As described in my previous blog, I suffered a knee injury that is keeping me from running. Fortunately, I can still move enough to get from classroom to classroom. While my classes are not quite on opposite ends of the campus, they are quite a distance and many steps (indoors and outdoors) lie between them. In my current disabled state, it takes me 20 minutes to make the journey across campus (compared to 5 minutes). I’ve only vaguely thought about handicap access in the past; but now I realize that the campus is a bit of a nightmare to anyone lacking full mobility.
When my students saw me hobbling about on crutches, I was often asked if philosophy was any help. Some students asked this jokingly-there view of philosophy had been made clear during the semester: philosophy just takes people round in circles and doesn’t really do anything. Others asked with some seriousness, curious as to what I would have to say.
While some might say that all the philosophy in the world is helpless against a toothache (or knee injury), my experience is that philosophy does help.

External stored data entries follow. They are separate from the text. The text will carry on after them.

//! The breakpoint protocol: cooperative suspension of the evaluator.
//!
//! Two threads participate. The evaluator owns memory and, at every
//! instrumented node, asks its [`DebugHook`] whether the node's position is a
//! breakpoint. On a hit it publishes a deep snapshot of memory to a bounded
//! queue, closes the gate, and blocks until the controller reopens it. The
//! controller side holds the queue receiver and the gate; snapshots are the
//! only data crossing the thread boundary.
//!
//! Ordering: the snapshot is published (and accepted by the queue) before the
//! hit node's side effect becomes observable, and the evaluator cannot resume
//! until the controller opens the gate. A controller that never resumes
//! deadlocks the evaluator intentionally; hosts wanting timeouts impose them
//! externally.

use std::collections::HashSet;
use std::sync::Arc;

use crossbeam_channel::{Receiver, Sender, TryRecvError, bounded};
use parking_lot::{Condvar, Mutex};

use crate::{error::CodeLoc, memory::Memory};

/// Default capacity of the snapshot queue.
pub const DEFAULT_QUEUE_CAPACITY: usize = 64;

/// A breakpoint hit delivered to the controller: the position of the node
/// that triggered it, and a structurally independent copy of memory.
///
/// Serializable so hosts can persist or forward frozen memory views.
#[derive(Debug, Clone, serde::Serialize, serde::Deserialize)]
pub struct BreakpointHit {
    pub position: CodeLoc,
    pub memory: Memory,
}

/// Binary suspend/resume primitive: "open" permits execution, "closed"
/// blocks the evaluator at its next instrumented node.
#[derive(Debug)]
struct Gate {
    open: Mutex<bool>,
    cond: Condvar,
}

impl Gate {
    fn new() -> Self {
        Self {
            open: Mutex::new(true),
            cond: Condvar::new(),
        }
    }

    fn open(&self) {
        let mut open = self.open.lock();
        *open = true;
        self.cond.notify_all();
    }

    fn close(&self) {
        *self.open.lock() = false;
    }

    fn wait(&self) {
        let mut open = self.open.lock();
        while !*open {
            self.cond.wait(&mut open);
        }
    }
}

/// Creates a connected hook/controller pair.
///
/// # Example
/// ```
/// use minic::{Debugger, Runner, NoPrint, StrInput};
///
/// let source = "int main() { int a = 1; a = a + 1; return a; }";
/// let (runner, _warnings) = Runner::new(source.to_owned(), "demo.c").unwrap();
/// let (hook, controller) = Debugger::new(&[(1, 25)], None);
/// std::thread::scope(|scope| {
///     let handle = scope.spawn(move || {
///         runner.run_debug(&hook, &mut NoPrint, &mut StrInput::new(""))
///     });
///     let hit = controller.recv().unwrap();
///     assert_eq!((hit.position.line, hit.position.column), (1, 25));
///     controller.resume();
///     assert_eq!(handle.join().unwrap().unwrap().value(), 2);
/// });
/// ```
#[derive(Debug)]
pub struct Debugger;

impl Debugger {
    /// Builds a hook for the evaluator thread and a controller for the host,
    /// with the given breakpoint positions and an optional queue capacity
    /// (defaults to [`DEFAULT_QUEUE_CAPACITY`]).
    #[must_use]
    pub fn new(breakpoints: &[(u32, u32)], queue_capacity: Option<usize>) -> (DebugHook, DebugController) {
        let gate = Arc::new(Gate::new());
        let (sender, receiver) = bounded(queue_capacity.unwrap_or(DEFAULT_QUEUE_CAPACITY));
        let hook = DebugHook {
            breakpoints: breakpoints
                .iter()
                .map(|&(line, column)| CodeLoc::new(line, column))
                .collect(),
            gate: Arc::clone(&gate),
            sender,
        };
        let controller = DebugController { gate, receiver };
        (hook, controller)
    }
}

/// The evaluator-side half of the protocol.
#[derive(Debug, Clone)]
pub struct DebugHook {
    breakpoints: HashSet<CodeLoc>,
    gate: Arc<Gate>,
    sender: Sender<BreakpointHit>,
}

impl DebugHook {
    /// The pre-execution check: publish a snapshot on a hit, then wait for
    /// the gate regardless (so a controller-initiated pause takes effect at
    /// the next instrumented node).
    ///
    /// Returns whether a snapshot was published, so post-hooks can avoid
    /// publishing a second snapshot for the same node visit.
    pub(crate) fn pre(&self, position: CodeLoc, memory: &Memory) -> bool {
        let hit = self.breakpoints.contains(&position);
        if hit {
            self.publish(position, memory);
        }
        self.gate.wait();
        hit
    }

    /// The post-execution re-check used by assignments, binary operations,
    /// the while body, and return: publishes the post-state unless the
    /// pre-hook already published during this visit.
    pub(crate) fn post(&self, position: CodeLoc, memory: &Memory, already_published: bool) {
        if !already_published && self.breakpoints.contains(&position) {
            self.publish(position, memory);
        }
        self.gate.wait();
    }

    /// Closes the gate, then publishes a snapshot. The gate closes first so
    /// a controller that receives the hit and resumes immediately cannot race
    /// the close; the send blocks until the queue accepts the snapshot, so
    /// resume cannot occur before delivery. A detached controller (dropped
    /// receiver) reopens the gate and the program keeps running.
    fn publish(&self, position: CodeLoc, memory: &Memory) {
        self.gate.close();
        let hit = BreakpointHit {
            position,
            memory: memory.snapshot(),
        };
        if self.sender.send(hit).is_err() {
            self.gate.open();
        }
    }
}

/// The host-side half of the protocol.
#[derive(Debug)]
pub struct DebugController {
    gate: Arc<Gate>,
    receiver: Receiver<BreakpointHit>,
}

impl DebugController {
    /// Blocks until the next breakpoint hit is published.
    ///
    /// # Errors
    /// Fails when the evaluator has finished and dropped its hook.
    pub fn recv(&self) -> Result<BreakpointHit, crossbeam_channel::RecvError> {
        self.receiver.recv()
    }

    /// Non-blocking variant of [`recv`](Self::recv).
    pub fn try_recv(&self) -> Result<BreakpointHit, TryRecvError> {
        self.receiver.try_recv()
    }

    /// Reopens the gate, resuming a suspended evaluator.
    pub fn resume(&self) {
        self.gate.open();
    }

    /// Closes the gate; the evaluator suspends at its next instrumented node
    /// without publishing a snapshot. Use [`resume`](Self::resume) to
    /// continue.
    pub fn pause(&self) {
        self.gate.close();
    }
}

#[cfg(test)]
mod tests {
    use super::*;
    use crate::number::Number;
    use crate::value::Value;

    #[test]
    fn snapshots_are_independent_of_later_mutation() {
        let (hook, controller) = Debugger::new(&[(1, 1)], None);
        std::thread::scope(|scope| {
            let handle = scope.spawn(|| {
                let mut memory = Memory::new();
                memory.declare("a", Value::Num(Number::new(1)));
                assert!(hook.pre(CodeLoc::new(1, 1), &memory));
                assert!(memory.set("a", Value::Num(Number::new(2))));
            });
            let hit = controller.recv().unwrap();
            controller.resume();
            handle.join().unwrap();
            assert_eq!(hit.memory.get("a"), Some(&Value::Num(Number::new(1))));
        });
    }

    #[test]
    fn non_breakpoint_positions_do_not_publish_or_block() {
        let (hook, controller) = Debugger::new(&[(5, 1)], None);
        let memory = Memory::new();
        assert!(!hook.pre(CodeLoc::new(1, 1), &memory));
        assert!(matches!(controller.try_recv(), Err(TryRecvError::Empty)));
    }

    #[test]
    fn post_hook_suppresses_double_publish() {
        let (hook, controller) = Debugger::new(&[(1, 1)], None);
        std::thread::scope(|scope| {
            let handle = scope.spawn(|| {
                let memory = Memory::new();
                let published = hook.pre(CodeLoc::new(1, 1), &memory);
                hook.post(CodeLoc::new(1, 1), &memory, published);
            });
            controller.recv().unwrap();
            controller.resume();
            handle.join().unwrap();
            assert!(matches!(controller.try_recv(), Err(TryRecvError::Empty)));
        });
    }

    #[test]
    fn pause_suspends_until_resumed() {
        let (hook, controller) = Debugger::new(&[], None);
        controller.pause();
        std::thread::scope(|scope| {
            let handle = scope.spawn(|| {
                let memory = Memory::new();
                // Blocks at the closed gate without publishing anything.
                hook.pre(CodeLoc::new(1, 1), &memory);
            });
            controller.resume();
            handle.join().unwrap();
        });
        assert!(matches!(controller.try_recv(), Err(TryRecvError::Empty)));
    }

    #[test]
    fn detached_controller_does_not_block_the_evaluator() {
        let (hook, controller) = Debugger::new(&[(1, 1)], None);
        drop(controller);
        let memory = Memory::new();
        // Must not deadlock even though the position is a breakpoint.
        hook.pre(CodeLoc::new(1, 1), &memory);
    }
}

Obviously, just reading some philosophy is not a cure and simply trying to find solace in the words of philosophy at this point would not work (as Aristotle would no doubt argue). But, I found that my study of the stoics and Plato have helped shape my character over the years. Or perhaps they merely give me words to express what my athletic training has given me.
Coincidentally, I’ll be teaching Plato’s view of censorship soon and, as I reviewed my notes, I saw a most appropriate passage:
“The law would say that to be patient under suffering is best, and that we should not give way to impatience, as there is no knowing whether such things are good or evil; and nothing is gained by impatience; also, because no human thing is of serious importance, and grief stands in the way of that which at the moment is most required.
What is most required? he asked. That we should take counsel about what has happened, and when the dice have been thrown order our affairs in the way which reason deems best; not, like children who have had a fall, keeping hold of the part struck and wasting time in setting up a howl, but always accustoming the soul forthwith to apply a remedy, raising up that which is sickly and fallen, banishing the cry of sorrow by the healing art.”
I’m guessing that Plato (a wrestler) probably had his share of injuries, too. In any case, it is excellent advice and I have been following it.